╭──

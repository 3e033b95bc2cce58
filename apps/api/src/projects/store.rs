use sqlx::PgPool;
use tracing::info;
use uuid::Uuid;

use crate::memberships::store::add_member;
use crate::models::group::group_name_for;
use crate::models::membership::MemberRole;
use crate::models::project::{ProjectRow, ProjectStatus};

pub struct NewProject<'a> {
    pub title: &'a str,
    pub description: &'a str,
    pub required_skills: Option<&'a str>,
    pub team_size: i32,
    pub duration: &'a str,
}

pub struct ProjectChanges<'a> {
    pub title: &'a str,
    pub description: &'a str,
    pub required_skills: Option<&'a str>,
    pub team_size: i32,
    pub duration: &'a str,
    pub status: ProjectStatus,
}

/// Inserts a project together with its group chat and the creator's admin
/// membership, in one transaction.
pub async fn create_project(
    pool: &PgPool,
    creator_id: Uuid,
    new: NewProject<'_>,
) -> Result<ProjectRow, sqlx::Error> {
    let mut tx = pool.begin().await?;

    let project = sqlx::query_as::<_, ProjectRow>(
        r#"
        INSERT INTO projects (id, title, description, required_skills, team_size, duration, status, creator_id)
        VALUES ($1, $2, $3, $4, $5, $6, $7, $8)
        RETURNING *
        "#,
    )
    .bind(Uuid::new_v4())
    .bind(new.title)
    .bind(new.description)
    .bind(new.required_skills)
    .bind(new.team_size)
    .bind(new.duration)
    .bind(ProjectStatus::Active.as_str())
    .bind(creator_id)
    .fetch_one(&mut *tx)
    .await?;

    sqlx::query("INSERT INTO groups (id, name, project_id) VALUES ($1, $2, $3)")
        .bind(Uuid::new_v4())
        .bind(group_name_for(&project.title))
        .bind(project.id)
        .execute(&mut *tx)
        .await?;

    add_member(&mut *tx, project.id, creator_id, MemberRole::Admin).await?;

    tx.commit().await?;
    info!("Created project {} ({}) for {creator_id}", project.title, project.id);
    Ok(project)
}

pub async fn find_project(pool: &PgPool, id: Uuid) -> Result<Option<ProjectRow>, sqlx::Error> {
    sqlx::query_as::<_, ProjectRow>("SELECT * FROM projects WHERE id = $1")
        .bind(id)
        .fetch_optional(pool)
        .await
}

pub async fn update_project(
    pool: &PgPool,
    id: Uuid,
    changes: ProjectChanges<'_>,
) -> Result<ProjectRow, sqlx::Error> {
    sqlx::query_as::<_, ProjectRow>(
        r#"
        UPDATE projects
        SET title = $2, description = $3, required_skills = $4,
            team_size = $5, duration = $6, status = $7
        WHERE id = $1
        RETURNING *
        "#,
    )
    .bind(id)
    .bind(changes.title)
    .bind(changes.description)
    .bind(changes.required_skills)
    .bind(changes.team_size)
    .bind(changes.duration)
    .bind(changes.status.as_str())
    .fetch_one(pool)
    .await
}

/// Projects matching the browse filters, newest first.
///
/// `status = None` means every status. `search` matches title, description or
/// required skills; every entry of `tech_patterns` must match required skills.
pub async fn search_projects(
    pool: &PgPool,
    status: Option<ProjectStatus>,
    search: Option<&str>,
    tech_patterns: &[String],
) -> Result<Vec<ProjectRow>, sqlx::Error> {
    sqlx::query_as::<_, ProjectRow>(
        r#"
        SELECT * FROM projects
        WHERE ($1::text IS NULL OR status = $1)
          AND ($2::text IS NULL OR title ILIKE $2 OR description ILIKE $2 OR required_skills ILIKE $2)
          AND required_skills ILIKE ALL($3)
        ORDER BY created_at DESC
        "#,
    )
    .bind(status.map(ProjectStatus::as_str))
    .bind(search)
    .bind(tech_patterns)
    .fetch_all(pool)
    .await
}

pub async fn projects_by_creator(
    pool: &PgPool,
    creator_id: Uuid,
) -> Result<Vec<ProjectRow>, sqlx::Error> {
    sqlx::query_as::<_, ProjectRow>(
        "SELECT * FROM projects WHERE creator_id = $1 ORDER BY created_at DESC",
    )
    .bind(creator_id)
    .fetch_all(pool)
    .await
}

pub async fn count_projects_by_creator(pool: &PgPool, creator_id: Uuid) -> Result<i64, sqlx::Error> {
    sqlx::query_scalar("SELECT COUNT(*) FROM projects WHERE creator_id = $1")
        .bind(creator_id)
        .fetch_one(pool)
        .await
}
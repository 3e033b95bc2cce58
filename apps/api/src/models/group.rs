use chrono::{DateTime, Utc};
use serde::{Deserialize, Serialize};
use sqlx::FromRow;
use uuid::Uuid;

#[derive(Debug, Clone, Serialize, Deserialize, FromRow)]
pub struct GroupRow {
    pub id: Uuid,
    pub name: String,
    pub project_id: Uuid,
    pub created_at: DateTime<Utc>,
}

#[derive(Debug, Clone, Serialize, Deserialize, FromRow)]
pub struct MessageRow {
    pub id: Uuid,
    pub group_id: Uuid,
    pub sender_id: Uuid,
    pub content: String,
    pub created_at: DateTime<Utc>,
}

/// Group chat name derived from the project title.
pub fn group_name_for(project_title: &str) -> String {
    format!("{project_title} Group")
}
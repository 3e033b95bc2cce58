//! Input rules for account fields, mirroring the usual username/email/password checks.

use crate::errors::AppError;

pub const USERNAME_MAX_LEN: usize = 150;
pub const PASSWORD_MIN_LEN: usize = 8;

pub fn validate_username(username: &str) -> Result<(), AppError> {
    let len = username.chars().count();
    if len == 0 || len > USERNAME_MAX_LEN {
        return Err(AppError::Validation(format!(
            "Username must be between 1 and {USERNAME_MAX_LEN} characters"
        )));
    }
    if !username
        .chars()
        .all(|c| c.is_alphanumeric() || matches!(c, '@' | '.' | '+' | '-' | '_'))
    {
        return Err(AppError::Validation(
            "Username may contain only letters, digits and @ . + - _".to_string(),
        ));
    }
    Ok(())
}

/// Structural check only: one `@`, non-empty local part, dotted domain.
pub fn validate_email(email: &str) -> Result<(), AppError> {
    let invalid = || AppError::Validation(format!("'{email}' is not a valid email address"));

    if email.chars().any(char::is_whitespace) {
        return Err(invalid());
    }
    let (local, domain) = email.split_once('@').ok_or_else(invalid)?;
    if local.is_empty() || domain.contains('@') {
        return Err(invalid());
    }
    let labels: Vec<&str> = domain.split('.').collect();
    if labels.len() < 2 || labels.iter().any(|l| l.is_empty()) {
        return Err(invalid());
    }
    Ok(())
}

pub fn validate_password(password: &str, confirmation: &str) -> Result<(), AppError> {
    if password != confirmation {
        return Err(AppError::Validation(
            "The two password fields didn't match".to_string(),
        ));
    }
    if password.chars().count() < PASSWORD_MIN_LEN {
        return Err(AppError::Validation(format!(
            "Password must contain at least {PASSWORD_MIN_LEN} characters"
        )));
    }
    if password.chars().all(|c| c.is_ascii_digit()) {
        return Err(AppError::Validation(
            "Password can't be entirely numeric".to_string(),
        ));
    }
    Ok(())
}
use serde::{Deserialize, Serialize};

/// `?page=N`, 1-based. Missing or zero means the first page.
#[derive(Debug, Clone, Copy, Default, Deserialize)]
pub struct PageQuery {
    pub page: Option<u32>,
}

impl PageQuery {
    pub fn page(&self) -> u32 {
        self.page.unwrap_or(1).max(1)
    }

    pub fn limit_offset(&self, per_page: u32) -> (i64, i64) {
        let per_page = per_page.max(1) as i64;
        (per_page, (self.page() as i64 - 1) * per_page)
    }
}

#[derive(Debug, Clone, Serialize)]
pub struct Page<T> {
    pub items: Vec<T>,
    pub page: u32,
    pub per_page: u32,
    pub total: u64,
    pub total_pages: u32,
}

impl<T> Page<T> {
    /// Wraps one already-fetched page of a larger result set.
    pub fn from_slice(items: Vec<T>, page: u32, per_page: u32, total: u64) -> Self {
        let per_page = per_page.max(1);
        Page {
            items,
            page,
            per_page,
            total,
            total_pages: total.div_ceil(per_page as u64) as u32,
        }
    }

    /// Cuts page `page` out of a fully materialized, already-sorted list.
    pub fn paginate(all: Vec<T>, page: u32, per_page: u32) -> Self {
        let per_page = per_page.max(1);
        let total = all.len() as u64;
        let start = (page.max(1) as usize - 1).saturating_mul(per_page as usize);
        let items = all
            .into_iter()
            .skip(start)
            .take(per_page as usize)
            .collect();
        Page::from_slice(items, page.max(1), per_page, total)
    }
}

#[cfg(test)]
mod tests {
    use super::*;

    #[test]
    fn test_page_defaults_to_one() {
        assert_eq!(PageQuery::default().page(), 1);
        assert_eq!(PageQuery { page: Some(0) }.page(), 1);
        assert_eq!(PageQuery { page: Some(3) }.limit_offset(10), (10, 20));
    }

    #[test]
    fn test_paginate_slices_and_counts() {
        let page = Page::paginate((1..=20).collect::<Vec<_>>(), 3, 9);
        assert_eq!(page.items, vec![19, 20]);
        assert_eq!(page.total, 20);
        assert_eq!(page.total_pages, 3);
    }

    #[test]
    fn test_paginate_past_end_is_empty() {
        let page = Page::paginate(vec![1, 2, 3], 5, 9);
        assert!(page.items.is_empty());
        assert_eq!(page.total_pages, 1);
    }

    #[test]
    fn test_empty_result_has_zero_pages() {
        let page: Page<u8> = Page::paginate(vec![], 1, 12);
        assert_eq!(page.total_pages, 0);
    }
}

╰──
╭──

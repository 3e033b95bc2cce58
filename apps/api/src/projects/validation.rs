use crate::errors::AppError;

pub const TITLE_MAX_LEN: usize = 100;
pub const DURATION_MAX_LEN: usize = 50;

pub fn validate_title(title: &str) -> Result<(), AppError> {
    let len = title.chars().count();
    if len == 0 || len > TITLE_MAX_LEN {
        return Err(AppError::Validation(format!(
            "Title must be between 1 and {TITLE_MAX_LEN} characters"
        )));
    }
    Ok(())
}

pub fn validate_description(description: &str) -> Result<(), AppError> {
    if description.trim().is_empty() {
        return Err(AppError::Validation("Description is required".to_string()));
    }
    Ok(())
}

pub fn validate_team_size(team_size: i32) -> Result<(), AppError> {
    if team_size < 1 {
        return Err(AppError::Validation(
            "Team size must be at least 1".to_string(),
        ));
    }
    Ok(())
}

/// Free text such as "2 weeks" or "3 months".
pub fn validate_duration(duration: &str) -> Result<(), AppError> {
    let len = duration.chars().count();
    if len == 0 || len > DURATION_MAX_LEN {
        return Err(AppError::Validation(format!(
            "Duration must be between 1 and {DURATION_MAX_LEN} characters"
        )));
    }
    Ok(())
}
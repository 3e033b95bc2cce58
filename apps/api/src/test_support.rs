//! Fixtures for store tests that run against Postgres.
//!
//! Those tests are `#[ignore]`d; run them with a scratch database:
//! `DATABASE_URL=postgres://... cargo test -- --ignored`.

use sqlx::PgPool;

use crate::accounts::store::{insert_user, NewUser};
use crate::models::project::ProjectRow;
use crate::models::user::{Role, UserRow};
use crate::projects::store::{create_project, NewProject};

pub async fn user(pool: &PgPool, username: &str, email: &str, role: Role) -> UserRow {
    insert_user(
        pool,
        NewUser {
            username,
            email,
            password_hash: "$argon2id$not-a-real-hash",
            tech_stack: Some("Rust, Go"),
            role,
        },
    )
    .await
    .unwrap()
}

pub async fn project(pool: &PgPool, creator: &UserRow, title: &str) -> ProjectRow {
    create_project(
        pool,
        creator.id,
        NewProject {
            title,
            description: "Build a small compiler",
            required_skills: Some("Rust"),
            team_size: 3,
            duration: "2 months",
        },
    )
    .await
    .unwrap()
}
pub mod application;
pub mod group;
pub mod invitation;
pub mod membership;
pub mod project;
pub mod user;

╰──
╭──

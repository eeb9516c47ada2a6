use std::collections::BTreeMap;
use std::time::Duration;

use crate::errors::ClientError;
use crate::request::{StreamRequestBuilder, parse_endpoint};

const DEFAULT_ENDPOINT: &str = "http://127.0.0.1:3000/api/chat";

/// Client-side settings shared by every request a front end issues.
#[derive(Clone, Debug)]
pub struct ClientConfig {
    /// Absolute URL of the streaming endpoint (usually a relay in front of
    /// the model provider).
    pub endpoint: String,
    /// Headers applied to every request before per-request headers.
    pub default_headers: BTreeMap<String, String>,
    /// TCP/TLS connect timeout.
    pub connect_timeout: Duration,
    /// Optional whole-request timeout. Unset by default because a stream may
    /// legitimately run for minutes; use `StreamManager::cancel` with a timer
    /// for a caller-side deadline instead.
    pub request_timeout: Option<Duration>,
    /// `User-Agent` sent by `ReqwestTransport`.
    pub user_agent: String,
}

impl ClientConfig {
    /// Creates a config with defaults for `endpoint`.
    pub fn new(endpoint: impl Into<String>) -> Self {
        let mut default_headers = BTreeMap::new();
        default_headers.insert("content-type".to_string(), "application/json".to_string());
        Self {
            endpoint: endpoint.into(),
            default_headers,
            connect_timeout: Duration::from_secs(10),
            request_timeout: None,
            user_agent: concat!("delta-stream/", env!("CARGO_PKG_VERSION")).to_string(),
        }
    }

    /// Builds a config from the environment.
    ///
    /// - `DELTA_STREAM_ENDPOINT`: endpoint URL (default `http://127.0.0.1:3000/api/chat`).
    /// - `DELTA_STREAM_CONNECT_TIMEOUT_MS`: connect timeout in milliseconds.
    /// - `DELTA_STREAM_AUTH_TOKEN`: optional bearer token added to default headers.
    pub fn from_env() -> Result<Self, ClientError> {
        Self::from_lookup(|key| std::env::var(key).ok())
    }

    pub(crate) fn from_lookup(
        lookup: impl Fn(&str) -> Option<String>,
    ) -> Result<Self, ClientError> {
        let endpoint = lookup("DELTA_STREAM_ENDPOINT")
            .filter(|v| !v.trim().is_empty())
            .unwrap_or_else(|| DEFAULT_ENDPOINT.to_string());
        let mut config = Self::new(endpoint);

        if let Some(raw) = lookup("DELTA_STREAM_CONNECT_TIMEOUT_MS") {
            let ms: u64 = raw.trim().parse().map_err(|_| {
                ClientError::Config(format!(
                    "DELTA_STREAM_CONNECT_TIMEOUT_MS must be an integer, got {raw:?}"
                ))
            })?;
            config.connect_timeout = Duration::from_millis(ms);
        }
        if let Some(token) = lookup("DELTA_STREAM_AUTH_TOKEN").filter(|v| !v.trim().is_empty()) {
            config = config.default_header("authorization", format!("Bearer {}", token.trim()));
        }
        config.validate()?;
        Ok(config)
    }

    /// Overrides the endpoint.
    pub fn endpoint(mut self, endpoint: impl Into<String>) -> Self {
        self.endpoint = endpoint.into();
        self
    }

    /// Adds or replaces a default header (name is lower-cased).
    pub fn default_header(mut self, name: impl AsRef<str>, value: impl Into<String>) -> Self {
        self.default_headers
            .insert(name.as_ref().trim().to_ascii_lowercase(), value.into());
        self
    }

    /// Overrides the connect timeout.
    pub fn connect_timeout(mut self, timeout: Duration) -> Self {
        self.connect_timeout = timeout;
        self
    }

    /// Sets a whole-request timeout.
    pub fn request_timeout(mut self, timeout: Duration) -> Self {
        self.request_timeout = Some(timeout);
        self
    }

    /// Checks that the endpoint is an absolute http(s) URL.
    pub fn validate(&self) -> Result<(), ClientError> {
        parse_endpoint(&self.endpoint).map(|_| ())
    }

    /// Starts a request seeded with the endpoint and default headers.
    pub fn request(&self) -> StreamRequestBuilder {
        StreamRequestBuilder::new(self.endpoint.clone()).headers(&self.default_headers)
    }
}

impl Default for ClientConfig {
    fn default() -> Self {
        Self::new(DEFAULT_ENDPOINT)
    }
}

╰──

[Your goal]: Go through the entries above and copy out every line that includes the word "Overrides".

[Solution below]:
    /// Overrides the endpoint.
    /// Overrides the connect timeout.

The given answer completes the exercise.